Dekens

Dekens

Het is beter daar, aan de andere kant van de heuvel. Ik zie je lonken naar het groenere gras, de blauwere lucht, de dagen die zich uitstrekken als dekens van plezier. Daar is de rust, het gevoel van nergens heen hoeven. Hier is het donker, altijd nacht. Hier trek ik aan je arm, bijt ik in je been, sla in je gezicht in de hoop dat je me aankijkt. Dat je grote heldere ogen niet alleen naar me kijken, maar me ook willen zien.

Je bent al zo lang weg dat ik niet weet of ik ooit de huiden nog kan afpellen. Laag na laag eelt om je hart, ontwikkeld in al die jaren dat ik je daar krabte, beet, sloeg. Zoveel tijd heb je gehad om weg te lopen, zoveel stappen om te zetten. Je lichaam is nog hier, maar we weten allebei dat dat alles is wat er nog rest. Als ik voorzichting pluk aan de harde huid trek je je alleen stevig terug. Dan vormt zich nog een eeltlaag, zo snel, zo dik, alsof je inmiddels allergisch bent voor mijn aanraking.

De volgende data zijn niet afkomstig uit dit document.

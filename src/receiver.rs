//! 수신자 (서버측)
//!
//! - DATA 검증 (형식 + 체크섬) 후 재조립
//! - 누적 ACK (INDIVIDUAL: 프래그먼트마다, GROUP: 읽기 한 번마다)
//! - 잘못된 프레임은 폐기, ACK 없음 (송신측 타임아웃으로 복구)

use std::time::{Duration, Instant};

use bytes::Bytes;
use tokio::io::{AsyncRead, AsyncWrite};
use tracing::{debug, info, info_span, warn, Instrument};

use crate::checksum::ChecksumAlgorithm;
use crate::chunk::{InsertOutcome, ReassemblyBuffer, SeqNum};
use crate::config::AckMode;
use crate::crypto::MessageCipher;
use crate::handshake::{Negotiator, SessionParams};
use crate::message::{DataFrame, Frame};
use crate::stats::ReceiverStats;
use crate::transport::{Incoming, LineStream};
use crate::{Config, Error, Result, DEFAULT_FRAGMENT_SIZE};

/// 수신 단계
#[derive(Debug, Clone, Copy, PartialEq, Eq)]
pub enum ReceiverPhase {
    AwaitingData,
    Complete,
}

/// 수신 상태 기계
#[derive(Debug)]
pub struct ReceiverEngine {
    algorithm: ChecksumAlgorithm,
    ack_mode: AckMode,
    max_payload: usize,
    buffer: ReassemblyBuffer,
    stats: ReceiverStats,
}

impl ReceiverEngine {
    pub fn new(algorithm: ChecksumAlgorithm, ack_mode: AckMode) -> Self {
        Self {
            algorithm,
            ack_mode,
            max_payload: DEFAULT_FRAGMENT_SIZE,
            buffer: ReassemblyBuffer::new(),
            stats: ReceiverStats::default(),
        }
    }

    pub fn from_params(params: &SessionParams) -> Self {
        Self::new(params.checksum, params.ack_mode)
    }

    /// 다음에 필요한 seq
    pub fn expected(&self) -> SeqNum {
        self.buffer.expected()
    }

    pub fn total(&self) -> Option<u32> {
        self.buffer.total()
    }

    pub fn phase(&self) -> ReceiverPhase {
        if self.is_complete() {
            ReceiverPhase::Complete
        } else {
            ReceiverPhase::AwaitingData
        }
    }

    pub fn is_complete(&self) -> bool {
        self.buffer.is_complete()
    }

    pub fn stats(&self) -> &ReceiverStats {
        &self.stats
    }

    /// DATA 한 줄 처리
    ///
    /// 형식/체크섬 오류는 통계에 기록하고 그대로 반환한다. 호출자는 ACK를
    /// 보내지 않아야 한다.
    pub fn on_line(&mut self, line: &[u8]) -> Result<InsertOutcome> {
        let result = DataFrame::parse(line, self.algorithm, self.max_payload)
            .and_then(|frame| self.buffer.insert(frame.seq, frame.total, frame.payload));

        match &result {
            Ok(InsertOutcome::Inserted) => self.stats.frames_accepted += 1,
            Ok(InsertOutcome::Duplicate) => {
                self.stats.frames_accepted += 1;
                self.stats.duplicates += 1;
            }
            Err(Error::Integrity { .. }) => self.stats.integrity_errors += 1,
            Err(_) => self.stats.format_errors += 1,
        }
        result
    }

    /// 한 번의 읽기로 들어온 줄들을 처리하고 보낼 ACK 값을 반환
    ///
    /// INDIVIDUAL은 수락한 프래그먼트마다, GROUP은 하나라도 수락했으면 한 번.
    /// 어느 쪽이든 최신 expected를 싣는다. 메시지가 완성되면 나머지 줄은
    /// 처리하지 않는다.
    pub fn on_batch(&mut self, lines: &[Bytes]) -> Vec<SeqNum> {
        let mut acks = Vec::new();
        let mut accepted = false;

        for line in lines {
            // 완료 후 남은 줄은 이미 받은 프레임의 재전송이다
            if self.is_complete() {
                break;
            }
            match self.on_line(line) {
                Ok(outcome) => {
                    debug!("DATA 수락: {:?}, expected={}", outcome, self.expected());
                    accepted = true;
                    if self.ack_mode == AckMode::Individual {
                        acks.push(self.expected());
                    }
                }
                Err(e) => warn!("프레임 폐기: {} ({})", e, String::from_utf8_lossy(line)),
            }
        }

        if accepted && self.ack_mode == AckMode::Group {
            acks.push(self.expected());
        }
        self.stats.acks_sent += acks.len() as u64;
        acks
    }

    /// 완료된 메시지와 통계 (완료 전이면 None)
    pub fn finish(self) -> Option<(Bytes, ReceiverStats)> {
        let stats = self.stats;
        self.buffer.assemble().map(|message| (message, stats))
    }
}

/// 핸드쉐이크가 끝난 스트림에서 메시지 하나를 수신 (복호화 전)
///
/// 완료 전에 상대방이 닫으면 부분 메시지는 버리고 [`Error::ConnectionClosed`].
pub async fn receive_message<S>(
    stream: &mut LineStream<S>,
    params: &SessionParams,
) -> Result<(Bytes, ReceiverStats)>
where
    S: AsyncRead + AsyncWrite + Unpin,
{
    let started = Instant::now();
    let mut engine = ReceiverEngine::from_params(params);

    while !engine.is_complete() {
        // 마감 시각 없이 기다리므로 TimedOut은 오지 않는다
        match stream.recv_batch(None).await? {
            Incoming::Lines(lines) => {
                for next in engine.on_batch(&lines) {
                    stream.send(&Frame::Ack(next)).await?;
                }
            }
            Incoming::TimedOut | Incoming::Closed => {
                warn!(
                    "수신 중 연결 종료: expected={} total={:?}",
                    engine.expected(),
                    engine.total()
                );
                return Err(Error::ConnectionClosed);
            }
        }
    }

    let (message, mut stats) = engine.finish().ok_or(Error::ConnectionClosed)?;
    stats.elapsed = started.elapsed();
    info!("재조립 완료: {} 바이트, {}", message.len(), stats.summary());
    Ok((message, stats))
}

/// 쓰기 방향을 닫고 상대방이 닫을 때까지(최대 `grace`) 남은 입력을 버린다
///
/// 읽지 않은 데이터를 둔 채 소켓을 닫으면 상대방이 마지막 ACK를 읽기 전에
/// 연결이 리셋될 수 있다.
pub async fn linger<S>(stream: &mut LineStream<S>, grace: Duration) -> Result<()>
where
    S: AsyncRead + AsyncWrite + Unpin,
{
    stream.shutdown().await?;
    let deadline = Instant::now() + grace;
    loop {
        match stream.recv_batch(Some(deadline)).await? {
            Incoming::Lines(lines) => debug!("전송 완료 후 {}줄 무시", lines.len()),
            Incoming::TimedOut | Incoming::Closed => return Ok(()),
        }
    }
}

/// 수신 결과
#[derive(Debug, Clone)]
pub struct Delivery {
    /// 복호화까지 끝난 메시지
    pub message: Bytes,
    pub params: SessionParams,
    pub stats: ReceiverStats,
}

/// 메시지 수신자
///
/// 핸드쉐이크, 수신, 선택적 복호화를 한 번에 처리한다.
#[derive(Debug)]
pub struct MessageReceiver {
    config: Config,
    cipher: Option<MessageCipher>,
}

impl MessageReceiver {
    pub fn new(config: Config) -> Self {
        Self {
            config,
            cipher: None,
        }
    }

    pub fn with_cipher(mut self, cipher: MessageCipher) -> Self {
        self.cipher = Some(cipher);
        self
    }

    pub fn config(&self) -> &Config {
        &self.config
    }

    /// 연결 하나에서 메시지 하나를 수신
    ///
    /// 핸드쉐이크 이후의 치명적 오류는 가능하면 ERR로 상대방에게 알린다.
    pub async fn receive<S>(&self, stream: &mut LineStream<S>) -> Result<Delivery>
    where
        S: AsyncRead + AsyncWrite + Unpin,
    {
        let negotiator = Negotiator::new(self.config.clone(), self.cipher.is_some());
        let params = negotiator.accept(stream).await?;

        let span = info_span!("receive", mode = %params.mode, ack_mode = %params.ack_mode);
        async {
            match self.transfer(stream, &params).await {
                Ok(delivery) => {
                    if let Err(e) = linger(stream, params.timeout()).await {
                        debug!("linger 실패: {}", e);
                    }
                    Ok(delivery)
                }
                Err(e) => {
                    if !matches!(e, Error::ConnectionClosed | Error::Io(_)) {
                        if let Err(send_err) = stream.send(&Frame::Err(e.to_string())).await {
                            debug!("ERR 전송 실패: {}", send_err);
                        }
                    }
                    Err(e)
                }
            }
        }
        .instrument(span)
        .await
    }

    async fn transfer<S>(&self, stream: &mut LineStream<S>, params: &SessionParams) -> Result<Delivery>
    where
        S: AsyncRead + AsyncWrite + Unpin,
    {
        let (data, stats) = receive_message(stream, params).await?;

        let message = if params.crypto_enabled() {
            let cipher = self
                .cipher
                .as_ref()
                .ok_or_else(|| Error::Config("crypto=ON 이지만 키가 없음".into()))?;
            Bytes::from(cipher.decrypt(&data)?)
        } else {
            data
        };

        Ok(Delivery {
            message,
            params: *params,
            stats,
        })
    }
}

#[cfg(test)]
mod tests {
    use super::*;
    use crate::chunk::{Fragment, Fragmenter};

    const ALGO: ChecksumAlgorithm = ChecksumAlgorithm::Crc16;

    fn line(fragment: &Fragment) -> Bytes {
        let mut bytes = fragment.to_frame().to_bytes();
        bytes.pop();
        Bytes::from(bytes)
    }

    fn corrupted_line(fragment: &Fragment) -> Bytes {
        let mut bytes = fragment.to_corrupted_frame().to_bytes();
        bytes.pop();
        Bytes::from(bytes)
    }

    fn fragments() -> Vec<Fragment> {
        Fragmenter::new(4, ALGO).split(b"HelloWorldFromRTPy!").unwrap()
    }

    #[test]
    fn test_in_order_delivery() {
        let mut rx = ReceiverEngine::new(ALGO, AckMode::Individual);
        let lines: Vec<Bytes> = fragments().iter().map(line).collect();

        let acks = rx.on_batch(&lines);
        assert_eq!(acks, vec![1, 2, 3, 4, 5]);
        assert_eq!(rx.phase(), ReceiverPhase::Complete);

        let (message, stats) = rx.finish().unwrap();
        assert_eq!(&message[..], b"HelloWorldFromRTPy!");
        assert_eq!(stats.frames_accepted, 5);
        assert_eq!(stats.acks_sent, 5);
    }

    #[test]
    fn test_duplicate_is_idempotent() {
        let frags = fragments();
        let mut rx = ReceiverEngine::new(ALGO, AckMode::Individual);

        let acks = rx.on_batch(&[line(&frags[0]), line(&frags[0])]);
        assert_eq!(acks, vec![1, 1]);
        assert_eq!(rx.expected(), 1);
        assert_eq!(rx.stats().duplicates, 1);
    }

    #[test]
    fn test_acks_non_decreasing_out_of_order() {
        let frags = fragments();
        let mut rx = ReceiverEngine::new(ALGO, AckMode::Individual);
        let order = [4, 2, 0, 0, 3, 1];

        let mut acks = Vec::new();
        for idx in order {
            acks.extend(rx.on_batch(&[line(&frags[idx])]));
        }
        assert_eq!(acks, vec![0, 0, 1, 1, 1, 5]);
        assert!(acks.windows(2).all(|w| w[0] <= w[1]));
        assert!(rx.is_complete());
    }

    #[test]
    fn test_group_ack_once_per_batch() {
        let frags = fragments();
        let mut rx = ReceiverEngine::new(ALGO, AckMode::Group);

        let acks = rx.on_batch(&[line(&frags[0]), line(&frags[1]), line(&frags[2])]);
        assert_eq!(acks, vec![3]);

        // 수락된 프레임이 없는 배치는 ACK 없음
        let acks = rx.on_batch(&[corrupted_line(&frags[3])]);
        assert!(acks.is_empty());
        assert_eq!(rx.stats().acks_sent, 1);
    }

    #[test]
    fn test_invalid_frames_discarded_without_ack() {
        let frags = fragments();
        let mut rx = ReceiverEngine::new(ALGO, AckMode::Individual);

        let out_of_range = Fragment::new(7, 5, Bytes::from_static(b"zzzz"), ALGO);
        let lines = vec![
            corrupted_line(&frags[1]),
            Bytes::from_static(b"DATA|0|9|5|Hell|0000"),
            Bytes::from_static(b"garbage"),
            line(&frags[0]),
            line(&out_of_range),
        ];

        let acks = rx.on_batch(&lines);
        assert_eq!(acks, vec![1]);
        assert_eq!(rx.stats().integrity_errors, 1);
        assert_eq!(rx.stats().format_errors, 3);
        assert_eq!(rx.stats().discarded(), 4);
    }

    #[test]
    fn test_out_of_range_first_frame_does_not_poison_total() {
        let mut rx = ReceiverEngine::new(ALGO, AckMode::Individual);

        let stray = Fragment::new(9, 2, Bytes::from_static(b"zzzz"), ALGO);
        let empty = Fragment::new(0, 0, Bytes::new(), ALGO);
        assert!(rx.on_batch(&[line(&stray), line(&empty)]).is_empty());
        assert_eq!(rx.stats().format_errors, 2);
        assert_eq!(rx.total(), None);
        assert!(!rx.is_complete());

        let lines: Vec<Bytes> = fragments().iter().map(line).collect();
        assert_eq!(rx.on_batch(&lines), vec![1, 2, 3, 4, 5]);
        let (message, _) = rx.finish().unwrap();
        assert_eq!(&message[..], b"HelloWorldFromRTPy!");
    }

    #[test]
    fn test_wrong_algorithm_is_integrity_error() {
        let frags = fragments();
        let mut rx = ReceiverEngine::new(ChecksumAlgorithm::Adler32, AckMode::Individual);
        assert!(matches!(rx.on_line(&line(&frags[0])), Err(Error::Integrity { .. })));
        assert_eq!(rx.expected(), 0);
    }

    #[test]
    fn test_lines_after_completion_ignored() {
        let frags = fragments();
        let mut rx = ReceiverEngine::new(ALGO, AckMode::Individual);
        let mut lines: Vec<Bytes> = frags.iter().map(line).collect();
        lines.push(line(&frags[2]));

        assert_eq!(rx.on_batch(&lines), vec![1, 2, 3, 4, 5]);
        assert_eq!(rx.stats().duplicates, 0);
    }

    #[test]
    fn test_finish_incomplete() {
        let frags = fragments();
        let mut rx = ReceiverEngine::new(ALGO, AckMode::Individual);
        rx.on_batch(&[line(&frags[1])]);
        assert_eq!(rx.phase(), ReceiverPhase::AwaitingData);
        assert!(rx.finish().is_none());
    }

    #[tokio::test]
    async fn test_receive_message_over_stream() {
        let (a, b) = tokio::io::duplex(1024);
        let mut tx = LineStream::new(a);
        let mut rx = LineStream::new(b);

        let params = SessionParams::default();
        let task = tokio::spawn(async move { receive_message(&mut rx, &params).await });

        let frags = fragments();
        for fragment in frags.iter().rev() {
            tx.send(&Frame::Data(fragment.to_frame())).await.unwrap();
        }

        let mut last = None;
        while let Some(ack) = tx.recv_line().await.unwrap() {
            last = Some(ack.clone());
            if &ack[..] == b"ACK|5" {
                break;
            }
        }
        assert_eq!(last.as_deref(), Some(&b"ACK|5"[..]));

        let (message, _) = task.await.unwrap().unwrap();
        assert_eq!(&message[..], b"HelloWorldFromRTPy!");
    }

    #[tokio::test]
    async fn test_receive_message_peer_closed() {
        let (a, b) = tokio::io::duplex(1024);
        let mut tx = LineStream::new(a);
        let mut rx = LineStream::new(b);

        let frags = fragments();
        tx.send(&Frame::Data(frags[0].to_frame())).await.unwrap();
        drop(tx);

        let err = receive_message(&mut rx, &SessionParams::default())
            .await
            .unwrap_err();
        assert!(matches!(err, Error::ConnectionClosed));
    }
}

Het is niet altijd zo geweest. Ooit plukte je juist aan mij. Ik herinner me tijden, stroperig in de schaduwen van mijn geheugen, waarin jij mijn arm beet, mijn been sneed, mijn gezicht verminkte om me te laten zien. En ik deed niets meer dan koud de andere kant opkijken, in de richting van een nog grauwere lucht.

Maar hier sta ik nu, met mijn kleine gieter, en mijn groeiende warmte. Ik kan je niet verwijten dat je de sprietjes niet ziet, die zich voorzichtig ontrukken aan mijn gazon. Alles wat ik nu nog kan doen is de aarzelende blaadjes koesteren en het morgenlicht afwachten. Het duurt niet lang meer voor mijn zon opkomt en de dagen zich hier ontvouwen. Als eindeloze dekens.